Saturday, 27 December 2014

Book #49 Station Eleven by Emily St John Mandel

Station Eleven

Station Eleven begins with the death, onstage, of the actor Arthur Leander during a performance of King Lear. He died of a heart attack, but pretty soon almost everyone who attended that performance is dead too. There has been an outbreak of "Georgia Flu" which has caused a catastrophic loss of life on a global scale.

The novel flashes forward to Year Twenty (post flu) and Kirsten, who was on stage in King Lear that night, and is now part of The Traveling Symphony, a band of actors and musicians who travel from one settlement to another entertaining survivors.

Station Eleven has seen a lot of high praise, of the 80+ reviews on Amazon UK, 50+ have given it 5 stars, and really, you can consider me baffled about this, really you can.

Potentially my apathy towards this book has something to do with the sheer number of books of this sort out there, I've read quite a lot of this type in the last few years, which if they don't have a flu virus at the centre, have zombies instead. There wasn't really a yawning gap in this market, at all.

It is reminiscent of both The Stand with its sinister religious aspect and Warm Bodies seeing as one large settlement lives in an airport. One of the most cringeworthy moments comes when a character directly references Justin Cronin's novel The Passage, which did the apocalypse so well, I thought. So, my point is it's derivative, and unoriginal. Yet a lot of the reviews say the opposite and rave about this "bleak new world" she paints.

But most of what I disliked about this book came down to the choices she made regarding her characters, and their generally implausibility both as people and in their story journeys.

A very large section of the novel focuses in on Arthur Leander, an egotistical, obnoxious smugster and the tale of how famed changed him so much he alienated his friends as he ran through various wives and so on.

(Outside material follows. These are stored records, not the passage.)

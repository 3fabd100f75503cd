// ABOUTME: Database operations for difficulty samples
// ABOUTME: Appends per-rep samples and reads the most recent batch for the controller
//
// SPDX-License-Identifier: MIT OR Apache-2.0
// Copyright (c) 2025 Pierre Fitness Intelligence

use crate::errors::{AppError, AppResult};
use chrono::{DateTime, Utc};
use reptrack_core::models::Sample;
use sqlx::{sqlite::SqliteRow, Row, SqlitePool};

/// Sample persistence
#[derive(Clone)]
pub struct SampleManager {
    pool: SqlitePool,
}

impl SampleManager {
    /// Create a new sample manager
    #[must_use]
    pub const fn new(pool: SqlitePool) -> Self {
        Self { pool }
    }

    /// Create the samples table
    ///
    /// # Errors
    ///
    /// Returns an error if table or index creation fails
    pub async fn migrate(&self) -> AppResult<()> {
        sqlx::query(
            r"
            CREATE TABLE IF NOT EXISTS samples (
                id INTEGER PRIMARY KEY AUTOINCREMENT,
                recorded_at TEXT NOT NULL,
                angle REAL NOT NULL,
                error_tags TEXT NOT NULL DEFAULT '[]'
            )
            ",
        )
        .execute(&self.pool)
        .await
        .map_err(|e| AppError::database(format!("Failed to create samples table: {e}")))?;

        Ok(())
    }

    /// Append a sample
    ///
    /// # Errors
    ///
    /// Returns an error if serialization or the insert fails
    pub async fn insert(&self, sample: &Sample) -> AppResult<()> {
        let tags = serde_json::to_string(&sample.error_tags)?;
        sqlx::query(
            r"
            INSERT INTO samples (recorded_at, angle, error_tags)
            VALUES ($1, $2, $3)
            ",
        )
        .bind(sample.timestamp.to_rfc3339())
        .bind(sample.angle)
        .bind(tags)
        .execute(&self.pool)
        .await
        .map_err(|e| AppError::database(format!("Failed to insert sample: {e}")))?;

        Ok(())
    }

    /// Most recent samples, newest first
    ///
    /// # Errors
    ///
    /// Returns an error if the query or row decoding fails
    pub async fn recent(&self, limit: usize) -> AppResult<Vec<Sample>> {
        let limit = i64::try_from(limit).unwrap_or(i64::MAX);
        let rows = sqlx::query(
            r"
            SELECT recorded_at, angle, error_tags
            FROM samples
            ORDER BY id DESC
            LIMIT $1
            ",
        )
        .bind(limit)
        .fetch_all(&self.pool)
        .await
        .map_err(|e| AppError::database(format!("Failed to read recent samples: {e}")))?;

        rows.iter().map(row_to_sample).collect()
    }
}

fn row_to_sample(row: &SqliteRow) -> AppResult<Sample> {
    let recorded_at: String = row.get("recorded_at");
    let tags_json: String = row.get("error_tags");

    Ok(Sample {
        timestamp: DateTime::parse_from_rfc3339(&recorded_at)
            .map_err(|e| AppError::internal(format!("Invalid datetime: {e}")))?
            .with_timezone(&Utc),
        angle: row.get("angle"),
        error_tags: serde_json::from_str(&tags_json)?,
    })
}
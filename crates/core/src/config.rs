//! Provider, model and run configuration.
//!
//! All three are built once at startup, never mutated, and shared by
//! reference with every run. The provider is held in an [`Arc`] so the
//! model binding and the run config can point at the same credentials.

use crate::ConfigError;
use compact_str::CompactString;
use std::{fmt, sync::Arc};
use url::Url;

/// Environment variable holding the provider credential.
pub const API_KEY_ENV: &str = "GEMINI_API_KEY";

/// Gemini's OpenAI-compatible endpoint.
pub const GEMINI_BASE_URL: &str = "https://generativelanguage.googleapis.com/v1beta/openai/";

/// Default model identifier.
pub const DEFAULT_MODEL: &str = "gemini-1.5-flash";

/// Credentials and endpoint for the remote model API.
#[derive(Clone, PartialEq, Eq)]
pub struct ProviderConfig {
    api_key: String,
    base_url: String,
}

impl ProviderConfig {
    /// Create a provider config, validating the credential and URL.
    pub fn new(api_key: impl Into<String>, base_url: impl Into<String>) -> Result<Self, ConfigError> {
        let api_key = api_key.into();
        let base_url = base_url.into();

        if api_key.is_empty() {
            return Err(ConfigError::MissingCredential {
                var: "api_key".into(),
            });
        }

        let url = Url::parse(&base_url).map_err(|e| ConfigError::InvalidBaseUrl {
            url: base_url.clone(),
            reason: e.to_string(),
        })?;
        if !matches!(url.scheme(), "http" | "https") {
            return Err(ConfigError::InvalidBaseUrl {
                url: base_url,
                reason: format!("unsupported scheme {}", url.scheme()),
            });
        }

        Ok(Self { api_key, base_url })
    }

    /// Build from a variable lookup, reading the credential from `var`.
    pub fn from_env(
        env: impl Fn(&str) -> Option<String>,
        var: &str,
        base_url: impl Into<String>,
    ) -> Result<Self, ConfigError> {
        let api_key = env(var)
            .filter(|key| !key.is_empty())
            .ok_or_else(|| ConfigError::MissingCredential { var: var.into() })?;
        Self::new(api_key, base_url)
    }

    /// The API key.
    pub fn api_key(&self) -> &str {
        &self.api_key
    }

    /// The base URL as configured.
    pub fn base_url(&self) -> &str {
        &self.base_url
    }

    /// The chat completions endpoint under the base URL.
    pub fn endpoint(&self) -> String {
        format!("{}/chat/completions", self.base_url.trim_end_matches('/'))
    }
}

impl fmt::Debug for ProviderConfig {
    fn fmt(&self, f: &mut fmt::Formatter<'_>) -> fmt::Result {
        f.debug_struct("ProviderConfig")
            .field("api_key", &"<redacted>")
            .field("base_url", &self.base_url)
            .finish()
    }
}

/// Load the provider config for the Gemini endpoint.
///
/// `env` looks up a variable by name; pass `|k| std::env::var(k).ok()` to
/// read the process environment.
pub fn load_provider_config(
    env: impl Fn(&str) -> Option<String>,
) -> Result<ProviderConfig, ConfigError> {
    ProviderConfig::from_env(env, API_KEY_ENV, GEMINI_BASE_URL)
}

/// A named remote model reached through a provider.
#[derive(Debug, Clone)]
pub struct ModelBinding {
    /// Model identifier sent with every request.
    pub model_name: CompactString,
    /// The provider serving this model.
    pub provider: Arc<ProviderConfig>,
}

/// Bind a model name to a provider.
pub fn bind_model(
    name: impl Into<CompactString>,
    provider: Arc<ProviderConfig>,
) -> Result<ModelBinding, ConfigError> {
    let model_name = name.into();
    if model_name.is_empty() {
        return Err(ConfigError::EmptyModelName);
    }
    Ok(ModelBinding {
        model_name,
        provider,
    })
}

/// Settings passed unchanged to every run.
#[derive(Debug, Clone)]
pub struct RunConfig {
    /// The model to run against.
    pub model: ModelBinding,
    /// The run-level provider.
    pub provider: Arc<ProviderConfig>,
    /// Suppress the execution capability's own request tracing.
    pub tracing_disabled: bool,
}

impl RunConfig {
    /// Whether the model binding and the run-level provider carry the same
    /// credentials and endpoint.
    pub fn shares_provider(&self) -> bool {
        Arc::ptr_eq(&self.model.provider, &self.provider) || *self.model.provider == *self.provider
    }
}

/// Bundle a model binding, provider and tracing toggle.
pub fn build_run_config(
    model: ModelBinding,
    provider: Arc<ProviderConfig>,
    tracing_disabled: bool,
) -> RunConfig {
    RunConfig {
        model,
        provider,
        tracing_disabled,
    }
}
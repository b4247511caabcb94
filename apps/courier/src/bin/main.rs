use anyhow::Result;
use clap::Parser;
use courier::cmd::Cli;
use tracing_subscriber::EnvFilter;

#[tokio::main]
async fn main() -> Result<()> {
    dotenvy::dotenv().ok();
    tracing_subscriber::fmt()
        .with_env_filter(
            EnvFilter::try_from_default_env().unwrap_or_else(|_| EnvFilter::new("info")),
        )
        .init();

    Cli::parse().run().await
}
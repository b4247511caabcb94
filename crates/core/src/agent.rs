//! Agent definition.
//!
//! An [`Agent`] is pure config: a name and the instructions sent as the
//! system prompt of every run. How a run executes is up to the
//! [`Runner`](crate::Runner).

use compact_str::CompactString;

/// Default agent name.
pub const DEFAULT_AGENT_NAME: &str = "Assistant";

/// Default agent instructions.
pub const DEFAULT_INSTRUCTIONS: &str = "You are a helpful assistant";

/// An agent definition.
#[derive(Debug, Clone, PartialEq, Eq)]
pub struct Agent {
    /// Agent identifier, used in logs.
    pub name: CompactString,
    /// Instructions sent before each user input. Opaque to Courier.
    pub instructions: String,
}

impl Agent {
    /// Create a new agent with the given name and no instructions.
    pub fn new(name: impl Into<CompactString>) -> Self {
        Self {
            name: name.into(),
            instructions: String::new(),
        }
    }

    /// Set the instructions.
    pub fn instructions(mut self, instructions: impl Into<String>) -> Self {
        self.instructions = instructions.into();
        self
    }
}

impl Default for Agent {
    fn default() -> Self {
        define_agent(DEFAULT_AGENT_NAME, DEFAULT_INSTRUCTIONS)
    }
}

/// Define an agent from a name and a static instruction string.
pub fn define_agent(name: impl Into<CompactString>, instructions: impl Into<String>) -> Agent {
    Agent::new(name).instructions(instructions)
}
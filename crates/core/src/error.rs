//! Error taxonomy.
//!
//! [`ConfigError`] is fatal and raised before any message is accepted.
//! [`AgentExecutionError`] is raised by a single run and is recovered at
//! the handler boundary.

use std::time::Duration;
use thiserror::Error;

/// Boxed error used as the source of transport failures.
pub type BoxError = Box<dyn std::error::Error + Send + Sync>;

/// Configuration error raised while building the startup settings.
#[derive(Debug, Error)]
pub enum ConfigError {
    /// The credential variable is absent or empty.
    #[error("missing credential: {var} is not set or empty")]
    MissingCredential {
        /// Name of the variable that was looked up.
        var: String,
    },
    /// The provider base URL is not an absolute http(s) URL.
    #[error("invalid base url {url:?}: {reason}")]
    InvalidBaseUrl {
        /// The rejected URL.
        url: String,
        /// Why it was rejected.
        reason: String,
    },
    /// The model name is empty.
    #[error("model name must not be empty")]
    EmptyModelName,
}

/// Failure of one agent run against the remote provider.
#[derive(Debug, Error)]
pub enum AgentExecutionError {
    /// The request never produced an HTTP response.
    #[error("network error: {0}")]
    Network(#[source] BoxError),
    /// The provider rejected the credential.
    #[error("authentication failed: {0}")]
    Auth(String),
    /// The provider is throttling requests.
    #[error("rate limited: {0}")]
    RateLimited(String),
    /// Any other non-success HTTP status.
    #[error("provider returned {status}: {message}")]
    Status {
        /// HTTP status code.
        status: u16,
        /// Error message extracted from the response body.
        message: String,
    },
    /// The response body could not be understood.
    #[error("malformed response: {0}")]
    MalformedResponse(String),
    /// The run did not complete in time.
    #[error("run timed out after {}s", .0.as_secs_f32())]
    Timeout(Duration),
}

impl AgentExecutionError {
    /// Whether this error is a timeout.
    pub fn is_timeout(&self) -> bool {
        matches!(self, Self::Timeout(_))
    }
}
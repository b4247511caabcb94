//! Terminal chat channel.

use anyhow::Result;
use ccore::{Channel, InboundMessage, OutboundMessage};
use compact_str::CompactString;
use futures_core::Stream;
use std::future::Future;
use tokio::io::{AsyncBufRead, AsyncBufReadExt, AsyncWrite, AsyncWriteExt, BufReader};

/// Conversation id used for every stdin message.
pub const STDIN_CONVERSATION: &str = "stdin";

/// A channel reading one message per stdin line.
///
/// Blank lines are skipped. Answers go to stdout, failures to stderr.
pub struct StdioChannel {
    conversation: CompactString,
}

impl StdioChannel {
    /// Create a channel for the default stdin conversation.
    pub fn new() -> Self {
        Self {
            conversation: STDIN_CONVERSATION.into(),
        }
    }
}

impl Default for StdioChannel {
    fn default() -> Self {
        Self::new()
    }
}

impl Channel for StdioChannel {
    fn connect(
        &self,
    ) -> impl Future<Output = Result<impl Stream<Item = InboundMessage> + Send>> + Send {
        let conversation = self.conversation.clone();
        async move { Ok(lines(BufReader::new(tokio::io::stdin()), conversation)) }
    }

    async fn send(&self, message: OutboundMessage) -> Result<()> {
        write_reply(&mut tokio::io::stdout(), &mut tokio::io::stderr(), &message).await
    }
}

/// Read `reader` line by line, yielding each non-blank line as a message
/// in `conversation`. Ends at EOF or on the first read error.
pub fn lines<R>(
    reader: R,
    conversation: CompactString,
) -> impl Stream<Item = InboundMessage> + Send
where
    R: AsyncBufRead + Unpin + Send,
{
    async_stream::stream! {
        let mut lines = reader.lines();
        loop {
            match lines.next_line().await {
                Ok(Some(line)) => {
                    if line.trim().is_empty() {
                        continue;
                    }
                    yield InboundMessage::new(conversation.clone(), line);
                }
                Ok(None) => break,
                Err(e) => {
                    tracing::error!("failed to read input: {e}");
                    break;
                }
            }
        }
    }
}

/// Write a reply as one line: answers to `out`, failures to `err`.
pub async fn write_reply<O, E>(out: &mut O, err: &mut E, message: &OutboundMessage) -> Result<()>
where
    O: AsyncWrite + Unpin,
    E: AsyncWrite + Unpin,
{
    let line = format!("{}\n", message.content);
    if message.is_failure() {
        err.write_all(line.as_bytes()).await?;
        err.flush().await?;
    } else {
        out.write_all(line.as_bytes()).await?;
        out.flush().await?;
    }
    Ok(())
}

But Arthur dies at the start of the book and so has no connection to what came after. This is to show the total shift from the old world to the new, I think, but it doesn't work and is forced  and so we get these swathes of information about his affair and his dinner party and his ugly divorces.
Yes, there could be a comparison between Arthur and King Lear, but it's a different story - the two don't gel, it's a separate novel melded into another.   

An extremely forced connection between the past narrative of Arthur and Year Twenty narrative of Kirsten is forged through her possession of the comic Station Eleven which was the brainchild of his first wife. Then several other characters from all areas of the globe, with some connection to Arthur who happen to all be alive for a start,  have all ended up in North America meeting each other along the way.  This feels like a failed attempt to give the book some level of emotional depth, but there's zero subtlety, all it provoked in me was a feeling of both annoyance and disbelief. You couldn't forget it was a story.

Arthur is the main problem here, I found that I thought that had the entire narrative belonged to Kirsten with a shaky recollection of some man who once gave her the treasured comic, it would have worked,  but such an emphasis upon the dead mans narrative made no sense. It also might have worked better if Arthur had lived - for a famous actor to have been forced to survive in a world where fame has lost all meaning.

The cherry on top of the ice cream that's already melted here is a character called Jayveen, who is the first character we meet. I say "character" but his entire existence is an exposition device and nothing else.

At one point he's a paramedic, another a paparazzi, then he's graduated to an entertainment journalist all at extremely convenient times for the current stage of the plot.        

His ONLY FRIEND IN THE WHOLE WORLD is an ER doctor who luckily promised to call him if ever one of these virus scares TURNED OUT TO BE THE REAL THING.  And then....then he vanishes into a mist, reappearing to reveal he ended up setting out alone after  wasting a whole load of his time answering the question What Will Happen To Wheelchair Users In The Event Of An Apocalypse? Answer : They'll realise that they are a burden to the rest of society and politely do everyone a favour by committing suicide. We'll eventually meet him again briefly when he's completely settled somewhere with barely any connective journey in between.  

This book simply is not very good, where has all the praise come from? What on earth am I missing here? If you've read this and disagree, feel free to argue. But seriously, read The Stand, read Warm Bodies, read World War Z, read The Passage, watch Series 1 of Survivors. Don't read this.